Das "Parlament" des Kirchenkreises beschließt den Haushaltplan

Bevor der Kirchenkreistag als höchstes Beschlussorgan den jährlichen (seit 2011: zweijährlichen) Haushaltsplan diskutiert und beschließt, haben die Beratungen dafür bereits viel Arbeit gekostet. Insbesondere die Verwaltung des Kirchenamtes und die Mitglieder des Ausschusses für Finanzen und Stellenplanung stimmen die vielen Zahlen von Einnahmen und Ausgaben ausgeglichen aufeinander ab. Denn Kredite (sprich: Schulden) darf der Kirchenkreis per Gesetz nicht aufnehmen.

Wesentliche Grundlage für die finanzielle Ausstattung des Kirchenkreises und seiner Gemeinden durch die Landeskirche Hannovers ist die Höhe der Gemeindegliederzahl. Je mehr evangelisch-lutherisch getaufte Menschen in den Gemeinden des Kirchenkreises wohnen, desto höher ist die landeskirchliche Zuweisung.

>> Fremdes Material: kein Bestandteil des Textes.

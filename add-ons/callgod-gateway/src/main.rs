//! Callgod gateway: telephony webhook in front of the callgod turn pipeline.
//!
//! Startup order: `.env` → logging → config → credentials (missing keys abort) → pipeline →
//! background preload → idle watcher → HTTP server. Ctrl-C stops the idle watcher and
//! drains the server.

mod logging;
mod routes;
mod twiml;

use anyhow::Context;
use callgod_voice::{spawn_idle_watch, Credentials, Pipeline, SilentSource, VoiceConfig};
use clap::Parser;
use routes::{build_app, AppState};
use std::path::PathBuf;
use std::sync::Arc;
use tokio::sync::watch;

#[derive(Parser, Debug)]
#[command(name = "callgod-gateway")]
#[command(about = "Voice line webhook: routes each call turn and serves the spoken reply")]
#[command(version)]
struct Cli {
    /// TOML config file (defaults to $CALLGOD_CONFIG, then config/callgod.toml)
    #[arg(short, long, value_name = "FILE")]
    config: Option<PathBuf>,

    /// Address to bind
    #[arg(long, default_value = "0.0.0.0", env = "CALLGOD_HOST")]
    host: String,

    #[arg(short, long, default_value_t = 5001, env = "CALLGOD_PORT")]
    port: u16,

    /// Also write a daily rolling log file here
    #[arg(long, value_name = "DIR")]
    log_dir: Option<PathBuf>,

    /// Do not synthesize reserved and canned artifacts at startup
    #[arg(long)]
    skip_preload: bool,
}

#[tokio::main]
async fn main() -> anyhow::Result<()> {
    if let Err(e) = dotenvy::dotenv() {
        eprintln!("[callgod-gateway] .env not loaded: {} (using system environment)", e);
    }
    let cli = Cli::parse();
    logging::init_logging(cli.log_dir.as_deref())?;

    let config = match &cli.config {
        Some(path) => VoiceConfig::load_from(path),
        None => VoiceConfig::load(),
    }
    .context("failed to load configuration")?;
    let credentials = Credentials::from_env()?;
    let pipeline = Arc::new(Pipeline::connect(config, &credentials)?);

    if cli.skip_preload {
        tracing::info!(target: "callgod::gateway", "preload skipped");
    } else {
        let preload = Arc::clone(&pipeline);
        tokio::spawn(async move {
            let report = preload.preloader().run().await;
            if !report.is_complete() {
                tracing::warn!(target: "callgod::gateway", failed = ?report.failed, "some artifacts were not preloaded");
            }
        });
    }

    let (stop_tx, stop_rx) = watch::channel(false);
    let idle_watch = spawn_idle_watch(Arc::clone(pipeline.attention()), Arc::new(SilentSource), stop_rx);

    let app = build_app(AppState::new(Arc::clone(&pipeline)));
    let listener = tokio::net::TcpListener::bind((cli.host.as_str(), cli.port))
        .await
        .with_context(|| format!("failed to bind {}:{}", cli.host, cli.port))?;
    tracing::info!(target: "callgod::gateway", "callgod gateway listening on {}:{}", cli.host, cli.port);

    axum::serve(listener, app)
        .with_graceful_shutdown(async {
            if let Err(e) = tokio::signal::ctrl_c().await {
                tracing::error!(target: "callgod::gateway", "failed to listen for Ctrl-C: {}", e);
                std::future::pending::<()>().await;
            }
            tracing::info!(target: "callgod::gateway", "shutting down gracefully...");
        })
        .await
        .context("server error")?;

    let _ = stop_tx.send(true);
    if let Err(e) = idle_watch.await {
        tracing::warn!(target: "callgod::gateway", "idle watcher ended abnormally: {}", e);
    }
    tracing::info!(target: "callgod::gateway", "idle watcher stopped. Goodbye!");
    Ok(())
}
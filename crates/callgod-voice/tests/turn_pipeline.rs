//! End-to-end turn handling against counting fake providers.

use async_trait::async_trait;
use bytes::Bytes;
use callgod_voice::{
    AudioStream, CallStatus, CompletionRequest, LanguageBackend, Pipeline, Reserved, RoutingConfig,
    SpeechBackend, SynthesisError, TurnCategory, TurnRequest, VoiceConfig, VoiceError, VoiceProfile,
    VoiceResult,
};
use futures_util::stream::{self, StreamExt};
use std::sync::atomic::{AtomicUsize, Ordering};
use std::sync::Arc;
use std::time::Duration;
use tempfile::TempDir;

#[derive(Default)]
struct CountingLanguage {
    calls: AtomicUsize,
    delay: Option<Duration>,
}

#[async_trait]
impl LanguageBackend for CountingLanguage {
    async fn complete(&self, request: &CompletionRequest) -> VoiceResult<String> {
        self.calls.fetch_add(1, Ordering::SeqCst);
        if let Some(delay) = self.delay {
            tokio::time::sleep(delay).await;
        }
        Ok(format!("Divine answer to: {}", request.user))
    }
}

#[derive(Default)]
struct CountingSpeech {
    calls: AtomicUsize,
    current: AtomicUsize,
    peak: AtomicUsize,
    delay: Option<Duration>,
    fail: bool,
}

#[async_trait]
impl SpeechBackend for CountingSpeech {
    async fn stream(&self, text: &str, voice: &VoiceProfile) -> Result<AudioStream, SynthesisError> {
        self.calls.fetch_add(1, Ordering::SeqCst);
        let now = self.current.fetch_add(1, Ordering::SeqCst) + 1;
        self.peak.fetch_max(now, Ordering::SeqCst);
        if let Some(delay) = self.delay {
            tokio::time::sleep(delay).await;
        }
        self.current.fetch_sub(1, Ordering::SeqCst);
        if self.fail {
            return Err(SynthesisError::Status {
                status: 500,
                body: "provider down".into(),
            });
        }
        let body = Bytes::from(format!("{}|{}", voice.id, text));
        Ok(stream::iter(vec![Ok(body)]).boxed())
    }
}

struct Harness {
    pipeline: Arc<Pipeline>,
    language: Arc<CountingLanguage>,
    speech: Arc<CountingSpeech>,
    _dir: TempDir,
}

fn harness_with(
    language: CountingLanguage,
    speech: CountingSpeech,
    tweak: impl FnOnce(&mut VoiceConfig),
) -> Harness {
    let _ = tracing_subscriber::fmt().with_test_writer().try_init();
    let dir = tempfile::tempdir().unwrap();
    let mut config = VoiceConfig {
        cache_dir: dir.path().to_path_buf(),
        ..Default::default()
    };
    tweak(&mut config);

    let language = Arc::new(language);
    let speech = Arc::new(speech);
    let pipeline = Pipeline::build(config, language.clone(), speech.clone()).unwrap();
    Harness {
        pipeline: Arc::new(pipeline),
        language,
        speech,
        _dir: dir,
    }
}

fn harness() -> Harness {
    harness_with(CountingLanguage::default(), CountingSpeech::default(), |_| {})
}

fn said(text: &str) -> TurnRequest {
    TurnRequest::new(text, CallStatus::InProgress)
}

#[tokio::test]
async fn just_connected_silence_plays_welcome() {
    let h = harness();
    let turn = h
        .pipeline
        .handle_turn(TurnRequest::new("", CallStatus::JustConnected))
        .await
        .unwrap();

    assert_eq!(turn.category, TurnCategory::Greeting);
    assert_eq!(turn.audio.unwrap().file_name(), "welcome.mp3");
    assert_eq!(turn.listen.timeout, Duration::from_secs(2));
    assert_eq!(h.language.calls.load(Ordering::SeqCst), 0);
}

#[tokio::test]
async fn mid_call_silence_plays_fallback() {
    let h = harness();
    let turn = h.pipeline.handle_turn(said("   ")).await.unwrap();
    assert_eq!(turn.category, TurnCategory::Fallback);
    assert_eq!(turn.audio.unwrap().file_name(), "fallback.mp3");
    assert_eq!(turn.listen.timeout, Duration::from_secs(2));
}

#[tokio::test]
async fn repeated_question_is_served_from_both_caches() {
    let h = harness();
    let first = h.pipeline.handle_turn(said("Why is the sky blue?")).await.unwrap();
    let second = h.pipeline.handle_turn(said("  why is the sky blue?")).await.unwrap();

    assert_eq!(first.category, TurnCategory::Dynamic);
    assert_eq!(first.audio, second.audio);
    assert_eq!(first.listen.timeout, Duration::from_secs(3));
    assert_eq!(h.language.calls.load(Ordering::SeqCst), 1);
    assert_eq!(h.speech.calls.load(Ordering::SeqCst), 1);
    assert!(first.audio.unwrap().file_name().starts_with("cached_"));
}

#[tokio::test]
async fn freshness_keyword_bypasses_both_caches() {
    let h = harness();
    h.pipeline.handle_turn(said("tell me something new")).await.unwrap();
    h.pipeline.handle_turn(said("tell me something new")).await.unwrap();

    assert_eq!(h.language.calls.load(Ordering::SeqCst), 2);
    assert_eq!(h.speech.calls.load(Ordering::SeqCst), 2);
    assert!(h.pipeline.store().language_cache().is_empty());
    assert!(h.pipeline.store().response_cache().is_empty());
}

#[tokio::test]
async fn fresh_turn_ignores_an_existing_cache_entry() {
    let h = harness();
    h.pipeline.handle_turn(said("give me another joke")).await.unwrap();
    // Same prompt without the keyword populates the caches.
    h.pipeline.handle_turn(said("give me a joke")).await.unwrap();
    assert_eq!(h.pipeline.store().language_cache().len(), 1);

    h.pipeline.handle_turn(said("give me another joke")).await.unwrap();
    assert_eq!(h.language.calls.load(Ordering::SeqCst), 3);
    assert_eq!(h.pipeline.store().language_cache().len(), 1);
}

#[tokio::test]
async fn switching_voice_clears_caches_and_confirms() {
    let h = harness();
    let before = h.pipeline.handle_turn(said("who made the moon")).await.unwrap();
    let old_artifact = before.audio.unwrap();
    h.pipeline.handle_turn(TurnRequest::new("", CallStatus::JustConnected)).await.unwrap();
    assert_eq!(h.pipeline.store().language_cache().len(), 1);

    let turn = h.pipeline.handle_turn(said("switch to tom")).await.unwrap();
    assert_eq!(turn.category, TurnCategory::VoiceSwitch);
    assert_eq!(h.pipeline.voices().current().display_name, "Tom");
    assert!(h.pipeline.store().language_cache().is_empty());

    // Only the confirmation, spoken in the new voice, is cached afterwards.
    let confirmation = turn.audio.unwrap();
    assert!(confirmation.is_live().await);
    assert_eq!(h.pipeline.store().response_cache().len(), 1);
    let bytes = std::fs::read(confirmation.path()).unwrap();
    assert!(String::from_utf8_lossy(&bytes).starts_with("tom-voice-id|"));

    assert!(!old_artifact.is_live().await);
    assert!(h.pipeline.artifacts().reserved(Reserved::Welcome).is_live().await);

    // The earlier prompt is a miss now.
    h.pipeline.handle_turn(said("who made the moon")).await.unwrap();
    assert_eq!(h.language.calls.load(Ordering::SeqCst), 2);
}

#[tokio::test]
async fn song_requests_come_from_the_pool() {
    let h = harness();
    let pool = RoutingConfig::default().songs;
    for _ in 0..10 {
        let turn = h.pipeline.handle_turn(said("sing me a song")).await.unwrap();
        assert_eq!(turn.category, TurnCategory::Song);
        assert!(pool.contains(turn.reply_text.as_ref().unwrap()));
        assert!(turn.audio.unwrap().is_live().await);
    }
    assert_eq!(h.language.calls.load(Ordering::SeqCst), 0);
}

#[tokio::test]
async fn easter_egg_skips_the_language_provider() {
    let h = harness();
    let turn = h.pipeline.handle_turn(said("What is love?")).await.unwrap();
    assert_eq!(turn.category, TurnCategory::EasterEgg);
    assert_eq!(
        turn.reply_text.as_deref(),
        Some("Baby, don't hurt me. Don't hurt me. No more.")
    );
    assert_eq!(h.language.calls.load(Ordering::SeqCst), 0);
    assert_eq!(h.speech.calls.load(Ordering::SeqCst), 1);
}

#[tokio::test]
async fn language_timeout_uses_apology_and_caches_nothing() {
    let h = harness_with(
        CountingLanguage {
            delay: Some(Duration::from_secs(5)),
            ..Default::default()
        },
        CountingSpeech::default(),
        |c| c.language.timeout_secs = 1,
    );
    let turn = h.pipeline.handle_turn(said("what is the meaning of life")).await.unwrap();

    assert_eq!(turn.category, TurnCategory::Dynamic);
    assert_eq!(
        turn.reply_text.as_deref(),
        Some("I'm having trouble connecting to divine wisdom right now.")
    );
    assert!(h.pipeline.store().language_cache().is_empty());
    assert!(turn.audio.unwrap().is_live().await);
    assert_eq!(h.pipeline.coordinator().stats().timed_out, 1);
}

#[tokio::test]
async fn synthesis_failure_falls_back_to_reserved_artifact() {
    let h = harness_with(
        CountingLanguage::default(),
        CountingSpeech {
            fail: true,
            ..Default::default()
        },
        |_| {},
    );
    let fallback = h.pipeline.artifacts().reserved(Reserved::Fallback);
    std::fs::write(fallback.path(), b"id3").unwrap();

    let turn = h.pipeline.handle_turn(said("are you real")).await.unwrap();
    assert_eq!(turn.audio, Some(fallback));
    assert!(turn.say.is_none());
    assert!(h.pipeline.store().response_cache().is_empty());
    let leftovers = std::fs::read_dir(h.pipeline.artifacts().dir()).unwrap().count();
    assert_eq!(leftovers, 1);
}

#[tokio::test]
async fn outage_before_any_preload_hands_text_to_the_gateway() {
    let h = harness_with(
        CountingLanguage::default(),
        CountingSpeech {
            fail: true,
            ..Default::default()
        },
        |_| {},
    );

    let greeting = h
        .pipeline
        .handle_turn(TurnRequest::new("", CallStatus::JustConnected))
        .await
        .unwrap();
    assert!(greeting.audio.is_none());
    assert_eq!(greeting.say.as_deref(), Some(h.pipeline.config().phrases.welcome.as_str()));

    let turn = h.pipeline.handle_turn(said("are you real")).await.unwrap();
    assert!(turn.audio.is_none());
    assert_eq!(turn.say.as_deref(), Some("Divine answer to: are you real"));
    assert_eq!(turn.listen.timeout, Duration::from_secs(3));
    assert_eq!(std::fs::read_dir(h.pipeline.artifacts().dir()).unwrap().count(), 0);
}

#[tokio::test]
async fn missing_artifact_is_regenerated_not_trusted() {
    let h = harness();
    let first = h.pipeline.handle_turn(said("where are my keys")).await.unwrap();
    let audio = first.audio.unwrap();
    std::fs::remove_file(audio.path()).unwrap();

    let second = h.pipeline.handle_turn(said("where are my keys")).await.unwrap();
    assert_eq!(second.audio.as_ref(), Some(&audio));
    assert!(audio.is_live().await);
    assert_eq!(h.language.calls.load(Ordering::SeqCst), 1);
    assert_eq!(h.speech.calls.load(Ordering::SeqCst), 2);
}

#[tokio::test]
async fn excess_turns_are_rejected_with_capacity_error() {
    let h = harness_with(
        CountingLanguage {
            delay: Some(Duration::from_millis(400)),
            ..Default::default()
        },
        CountingSpeech::default(),
        |c| c.coordinator.max_concurrent_turns = 1,
    );
    let pipeline = Arc::clone(&h.pipeline);
    let running = tokio::spawn(async move { pipeline.handle_turn(said("slow question")).await });
    tokio::time::sleep(Duration::from_millis(50)).await;

    let rejected = h.pipeline.handle_turn(said("impatient question")).await;
    assert!(matches!(rejected, Err(VoiceError::CapacityExceeded { limit: 1 })));
    assert!(running.await.unwrap().is_ok());
    assert!(h.pipeline.handle_turn(said("next question")).await.is_ok());
}

#[tokio::test]
async fn concurrent_calls_never_exceed_worker_slots() {
    let h = harness_with(
        CountingLanguage::default(),
        CountingSpeech {
            delay: Some(Duration::from_millis(30)),
            ..Default::default()
        },
        |c| c.coordinator.workers = 2,
    );
    let mut turns = Vec::new();
    for i in 0..8 {
        let pipeline = Arc::clone(&h.pipeline);
        turns.push(tokio::spawn(async move {
            pipeline.handle_turn(said(&format!("question number {}", i))).await
        }));
    }
    for turn in turns {
        assert!(turn.await.unwrap().unwrap().audio.is_some());
    }
    assert!(h.speech.peak.load(Ordering::SeqCst) <= 2);
    assert_eq!(h.speech.calls.load(Ordering::SeqCst), 8);
}

#[tokio::test]
async fn idle_line_ignores_everything_but_wake_phrases() {
    let h = harness();
    h.pipeline.attention().go_idle();

    let ignored = h.pipeline.handle_turn(said("what time is it")).await.unwrap();
    assert_eq!(ignored.category, TurnCategory::Ignored);
    assert!(ignored.audio.is_none());
    assert_eq!(h.language.calls.load(Ordering::SeqCst), 0);

    let woken = h.pipeline.handle_turn(said("hey god")).await.unwrap();
    assert_eq!(woken.category, TurnCategory::Wake);
    assert_eq!(woken.audio.unwrap().file_name(), "welcome.mp3");
    assert!(!h.pipeline.attention().is_idle());

    let routed = h.pipeline.handle_turn(said("what time is it")).await.unwrap();
    assert_eq!(routed.category, TurnCategory::Dynamic);
}

#[tokio::test]
async fn preload_primes_reserved_and_canned_artifacts() {
    let h = harness();
    let report = h.pipeline.preloader().run().await;

    assert!(report.is_complete(), "failed: {:?}", report.failed);
    assert_eq!(report.ready.len(), 5);
    for which in Reserved::ALL {
        assert!(h.pipeline.artifacts().reserved(which).is_live().await);
    }
    assert_eq!(h.pipeline.store().response_cache().len(), 2);

    // A second pass finds the reserved files and the cached lines already in place.
    let calls = h.speech.calls.load(Ordering::SeqCst);
    h.pipeline.preloader().run().await;
    assert_eq!(h.speech.calls.load(Ordering::SeqCst), calls);
}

Sie speist sich vor allem aus Einnahmen der Kirchensteuer.

Die Einhaltung der jeweils zurückliegenden Haushaltspläne wird anhand der abgeschlossenen Jahresrechungen vom Rechnungsprüfungsamt der Landeskirche überprüft. Wenn sich keine Beanstandungen ergeben, erteilt der Kirchenkreistag dem Kirchenkreisvorstand und dem verwaltenden Kirchenamt die entsprechende Entlastung.